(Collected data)

· · · · · · ·

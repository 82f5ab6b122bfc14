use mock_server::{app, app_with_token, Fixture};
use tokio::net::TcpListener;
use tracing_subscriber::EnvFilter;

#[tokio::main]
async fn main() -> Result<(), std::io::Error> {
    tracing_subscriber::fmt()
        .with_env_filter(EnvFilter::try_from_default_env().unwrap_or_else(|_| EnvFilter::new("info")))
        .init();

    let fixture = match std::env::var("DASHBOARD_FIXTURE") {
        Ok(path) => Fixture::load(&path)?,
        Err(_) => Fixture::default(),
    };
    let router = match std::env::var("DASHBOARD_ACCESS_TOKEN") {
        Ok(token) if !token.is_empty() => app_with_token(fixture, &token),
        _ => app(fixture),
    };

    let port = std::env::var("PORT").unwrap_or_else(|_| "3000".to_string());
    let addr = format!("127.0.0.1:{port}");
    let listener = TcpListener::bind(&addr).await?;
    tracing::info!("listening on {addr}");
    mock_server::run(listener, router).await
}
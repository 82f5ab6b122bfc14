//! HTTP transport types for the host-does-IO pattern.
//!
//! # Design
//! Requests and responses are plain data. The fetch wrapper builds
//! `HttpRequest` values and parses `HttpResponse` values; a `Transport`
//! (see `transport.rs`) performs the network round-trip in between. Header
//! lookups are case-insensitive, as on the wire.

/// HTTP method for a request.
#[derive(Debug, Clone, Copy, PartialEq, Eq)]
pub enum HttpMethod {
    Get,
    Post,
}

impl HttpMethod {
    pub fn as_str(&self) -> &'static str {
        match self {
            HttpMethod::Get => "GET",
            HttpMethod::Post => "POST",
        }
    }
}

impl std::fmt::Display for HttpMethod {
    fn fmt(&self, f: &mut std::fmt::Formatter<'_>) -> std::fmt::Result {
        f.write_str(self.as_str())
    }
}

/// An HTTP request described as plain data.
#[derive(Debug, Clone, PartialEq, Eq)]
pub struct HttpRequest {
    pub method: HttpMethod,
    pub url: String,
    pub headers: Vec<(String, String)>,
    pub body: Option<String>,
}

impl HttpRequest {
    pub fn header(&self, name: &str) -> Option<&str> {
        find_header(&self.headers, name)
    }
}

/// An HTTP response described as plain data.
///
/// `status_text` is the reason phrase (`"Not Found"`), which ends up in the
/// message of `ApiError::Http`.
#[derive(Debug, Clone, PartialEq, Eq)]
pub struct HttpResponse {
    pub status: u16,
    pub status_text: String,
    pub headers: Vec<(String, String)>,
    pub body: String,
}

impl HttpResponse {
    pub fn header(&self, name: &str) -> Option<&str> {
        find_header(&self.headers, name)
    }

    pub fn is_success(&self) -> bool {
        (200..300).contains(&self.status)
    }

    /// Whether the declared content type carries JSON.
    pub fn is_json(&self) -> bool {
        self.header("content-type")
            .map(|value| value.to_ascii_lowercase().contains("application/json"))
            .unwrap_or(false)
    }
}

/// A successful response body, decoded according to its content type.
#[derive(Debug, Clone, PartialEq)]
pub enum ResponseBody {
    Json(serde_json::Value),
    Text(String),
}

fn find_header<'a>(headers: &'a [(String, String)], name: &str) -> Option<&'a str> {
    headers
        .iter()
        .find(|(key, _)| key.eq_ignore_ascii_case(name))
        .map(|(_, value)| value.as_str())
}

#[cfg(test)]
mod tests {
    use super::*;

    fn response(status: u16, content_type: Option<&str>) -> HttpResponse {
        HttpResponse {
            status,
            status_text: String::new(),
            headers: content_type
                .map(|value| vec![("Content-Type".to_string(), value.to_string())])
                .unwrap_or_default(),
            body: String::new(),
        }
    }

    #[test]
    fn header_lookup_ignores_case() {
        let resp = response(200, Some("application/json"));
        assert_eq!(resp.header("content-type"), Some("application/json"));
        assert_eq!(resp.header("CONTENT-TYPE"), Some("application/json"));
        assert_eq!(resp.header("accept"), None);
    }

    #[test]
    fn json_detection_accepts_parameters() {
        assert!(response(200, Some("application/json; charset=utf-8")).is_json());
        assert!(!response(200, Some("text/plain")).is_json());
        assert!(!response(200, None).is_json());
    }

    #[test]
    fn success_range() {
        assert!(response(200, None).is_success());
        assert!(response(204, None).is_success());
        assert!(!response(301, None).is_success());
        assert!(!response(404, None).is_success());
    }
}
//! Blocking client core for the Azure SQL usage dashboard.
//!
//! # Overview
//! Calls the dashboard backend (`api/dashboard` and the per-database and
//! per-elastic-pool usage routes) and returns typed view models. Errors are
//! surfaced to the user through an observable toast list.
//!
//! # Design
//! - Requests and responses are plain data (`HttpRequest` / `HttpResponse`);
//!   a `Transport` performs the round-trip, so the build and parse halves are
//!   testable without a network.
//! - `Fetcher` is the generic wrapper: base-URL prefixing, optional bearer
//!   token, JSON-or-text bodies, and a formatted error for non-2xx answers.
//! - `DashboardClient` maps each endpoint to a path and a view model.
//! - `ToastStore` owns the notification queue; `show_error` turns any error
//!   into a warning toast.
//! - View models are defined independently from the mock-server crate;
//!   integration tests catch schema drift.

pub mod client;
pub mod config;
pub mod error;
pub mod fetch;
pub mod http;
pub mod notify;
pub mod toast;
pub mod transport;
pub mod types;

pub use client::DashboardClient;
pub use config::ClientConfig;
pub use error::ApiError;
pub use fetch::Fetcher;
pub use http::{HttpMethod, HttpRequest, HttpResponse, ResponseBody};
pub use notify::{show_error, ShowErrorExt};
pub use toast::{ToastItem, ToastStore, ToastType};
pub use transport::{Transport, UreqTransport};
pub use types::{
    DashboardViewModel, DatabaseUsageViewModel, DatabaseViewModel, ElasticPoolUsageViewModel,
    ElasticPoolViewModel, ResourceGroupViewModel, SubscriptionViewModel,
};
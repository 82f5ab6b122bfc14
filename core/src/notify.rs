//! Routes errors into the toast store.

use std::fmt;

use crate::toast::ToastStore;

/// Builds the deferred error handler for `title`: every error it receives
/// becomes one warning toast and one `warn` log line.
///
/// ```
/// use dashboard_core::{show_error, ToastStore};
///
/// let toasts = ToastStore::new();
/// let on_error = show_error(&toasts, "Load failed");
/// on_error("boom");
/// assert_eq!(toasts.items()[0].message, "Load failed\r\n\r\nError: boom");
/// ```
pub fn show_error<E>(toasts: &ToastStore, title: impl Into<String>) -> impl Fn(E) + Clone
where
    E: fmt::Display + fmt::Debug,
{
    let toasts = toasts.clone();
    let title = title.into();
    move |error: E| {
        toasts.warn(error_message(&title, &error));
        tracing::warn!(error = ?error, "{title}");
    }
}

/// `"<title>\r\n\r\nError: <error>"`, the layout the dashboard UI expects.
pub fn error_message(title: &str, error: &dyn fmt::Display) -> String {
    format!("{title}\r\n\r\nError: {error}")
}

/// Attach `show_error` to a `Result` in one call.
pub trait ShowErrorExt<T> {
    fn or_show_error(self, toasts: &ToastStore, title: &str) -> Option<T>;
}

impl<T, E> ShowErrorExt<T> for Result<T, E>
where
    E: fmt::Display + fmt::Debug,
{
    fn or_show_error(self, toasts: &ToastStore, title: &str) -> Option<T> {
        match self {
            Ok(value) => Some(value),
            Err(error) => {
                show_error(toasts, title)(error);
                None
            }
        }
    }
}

· · · · · · ·

-- Exercise --
Could you restate all of the lines above without altering a single word?

-- Response to this task --
repository 82f5ab6b122bfc14
use mock_server::{app, app_with_token, Fixture};
use tokio::net::TcpListener;
use tracing_subscriber::EnvFilter;

#[tokio::main]
async fn main() -> Result<(), std::io::Error> {
    tracing_subscriber::fmt()
        .with_env_filter(EnvFilter::try_from_default_env().unwrap_or_else(|_| EnvFilter::new("info")))
        .init();

    let fixture = match std::env::var("DASHBOARD_FIXTURE") {
        Ok(path) => Fixture::load(&path)?,
        Err(_) => Fixture::default(),
    };
    let router = match std::env::var("DASHBOARD_ACCESS_TOKEN") {
        Ok(token) if !token.is_empty() => app_with_token(fixture, &token),
        _ => app(fixture),
    };

    let port = std::env::var("PORT").unwrap_or_else(|_| "3000".to_string());
    let addr = format!("127.0.0.1:{port}");
    let listener = TcpListener::bind(&addr).await?;
    tracing::info!("listening on {addr}");
    mock_server::run(listener, router).await
}
repository 82f5ab6b122bfc14
//! HTTP transport types for the host-does-IO pattern.
//!
//! # Design
//! Requests and responses are plain data. The fetch wrapper builds
//! `HttpRequest` values and parses `HttpResponse` values; a `Transport`
//! (see `transport.rs`) performs the network round-trip in between. Header
//! lookups are case-insensitive, as on the wire.

/// HTTP method for a request.
#[derive(Debug, Clone, Copy, PartialEq, Eq)]
pub enum HttpMethod {
    Get,
    Post,
}

impl HttpMethod {
    pub fn as_str(&self) -> &'static str {
        match self {
            HttpMethod::Get => "GET",
            HttpMethod::Post => "POST",
        }
    }
}

impl std::fmt::Display for HttpMethod {
    fn fmt(&self, f: &mut std::fmt::Formatter<'_>) -> std::fmt::Result {
        f.write_str(self.as_str())
    }
}

/// An HTTP request described as plain data.
#[derive(Debug, Clone, PartialEq, Eq)]
pub struct HttpRequest {
    pub method: HttpMethod,
    pub url: String,
    pub headers: Vec<(String, String)>,
    pub body: Option<String>,
}

impl HttpRequest {
    pub fn header(&self, name: &str) -> Option<&str> {
        find_header(&self.headers, name)
    }
}

/// An HTTP response described as plain data.
///
/// `status_text` is the reason phrase (`"Not Found"`), which ends up in the
/// message of `ApiError::Http`.
#[derive(Debug, Clone, PartialEq, Eq)]
pub struct HttpResponse {
    pub status: u16,
    pub status_text: String,
    pub headers: Vec<(String, String)>,
    pub body: String,
}

impl HttpResponse {
    pub fn header(&self, name: &str) -> Option<&str> {
        find_header(&self.headers, name)
    }

    pub fn is_success(&self) -> bool {
        (200..300).contains(&self.status)
    }

    /// Whether the declared content type carries JSON.
    pub fn is_json(&self) -> bool {
        self.header("content-type")
            .map(|value| value.to_ascii_lowercase().contains("application/json"))
            .unwrap_or(false)
    }
}

/// A successful response body, decoded according to its content type.
#[derive(Debug, Clone, PartialEq)]
pub enum ResponseBody {
    Json(serde_json::Value),
    Text(String),
}

fn find_header<'a>(headers: &'a [(String, String)], name: &str) -> Option<&'a str> {
    headers
        .iter()
        .find(|(key, _)| key.eq_ignore_ascii_case(name))
        .map(|(_, value)| value.as_str())
}

#[cfg(test)]
mod tests {
    use super::*;

    fn response(status: u16, content_type: Option<&str>) -> HttpResponse {
        HttpResponse {
            status,
            status_text: String::new(),
            headers: content_type
                .map(|value| vec![("Content-Type".to_string(), value.to_string())])
                .unwrap_or_default(),
            body: String::new(),
        }
    }

    #[test]
    fn header_lookup_ignores_case() {
        let resp = response(200, Some("application/json"));
        assert_eq!(resp.header("content-type"), Some("application/json"));
        assert_eq!(resp.header("CONTENT-TYPE"), Some("application/json"));
        assert_eq!(resp.header("accept"), None);
    }

    #[test]
    fn json_detection_accepts_parameters() {
        assert!(response(200, Some("application/json; charset=utf-8")).is_json());
        assert!(!response(200, Some("text/plain")).is_json());
        assert!(!response(200, None).is_json());
    }

    #[test]
    fn success_range() {
        assert!(response(200, None).is_success());
        assert!(response(204, None).is_success());
        assert!(!response(301, None).is_success());
        assert!(!response(404, None).is_success());
    }
}
//! Blocking client core for the Azure SQL usage dashboard.
//!
//! # Overview
//! Calls the dashboard backend (`api/dashboard` and the per-database and
//! per-elastic-pool usage routes) and returns typed view models. Errors are
//! surfaced to the user through an observable toast list.
//!
//! # Design
//! - Requests and responses are plain data (`HttpRequest` / `HttpResponse`);
//!   a `Transport` performs the round-trip, so the build and parse halves are
//!   testable without a network.
//! - `Fetcher` is the generic wrapper: base-URL prefixing, optional bearer
//!   token, JSON-or-text bodies, and a formatted error for non-2xx answers.
//! - `DashboardClient` maps each endpoint to a path and a view model.
//! - `ToastStore` owns the notification queue; `show_error` turns any error
//!   into a warning toast.
//! - View models are defined independently from the mock-server crate;
//!   integration tests catch schema drift.

pub mod client;
pub mod config;
pub mod error;
pub mod fetch;
pub mod http;
pub mod notify;
pub mod toast;
pub mod transport;
pub mod types;

pub use client::DashboardClient;
pub use config::ClientConfig;
pub use error::ApiError;
pub use fetch::Fetcher;
pub use http::{HttpMethod, HttpRequest, HttpResponse, ResponseBody};
pub use notify::{show_error, ShowErrorExt};
pub use toast::{ToastItem, ToastStore, ToastType};
pub use transport::{Transport, UreqTransport};
pub use types::{
    DashboardViewModel, DatabaseUsageViewModel, DatabaseViewModel, ElasticPoolUsageViewModel,
    ElasticPoolViewModel, ResourceGroupViewModel, SubscriptionViewModel,
};
repository 82f5ab6b122bfc14
filename core/src/notify.rs
//! Routes errors into the toast store.

use std::fmt;

use crate::toast::ToastStore;

/// Builds the deferred error handler for `title`: every error it receives
/// becomes one warning toast and one `warn` log line.
///
/// ```
/// use dashboard_core::{show_error, ToastStore};
///
/// let toasts = ToastStore::new();
/// let on_error = show_error(&toasts, "Load failed");
/// on_error("boom");
/// assert_eq!(toasts.items()[0].message, "Load failed\r\n\r\nError: boom");
/// ```
pub fn show_error<E>(toasts: &ToastStore, title: impl Into<String>) -> impl Fn(E) + Clone
where
    E: fmt::Display + fmt::Debug,
{
    let toasts = toasts.clone();
    let title = title.into();
    move |error: E| {
        toasts.warn(error_message(&title, &error));
        tracing::warn!(error = ?error, "{title}");
    }
}

/// `"<title>\r\n\r\nError: <error>"`, the layout the dashboard UI expects.
pub fn error_message(title: &str, error: &dyn fmt::Display) -> String {
    format!("{title}\r\n\r\nError: {error}")
}

/// Attach `show_error` to a `Result` in one call.
pub trait ShowErrorExt<T> {
    fn or_show_error(self, toasts: &ToastStore, title: &str) -> Option<T>;
}

impl<T, E> ShowErrorExt<T> for Result<T, E>
where
    E: fmt::Display + fmt::Debug,
{
    fn or_show_error(self, toasts: &ToastStore, title: &str) -> Option<T> {
        match self {
            Ok(value) => Some(value),
            Err(error) => {
                show_error(toasts, title)(error);
                None
            }
        }
    }
}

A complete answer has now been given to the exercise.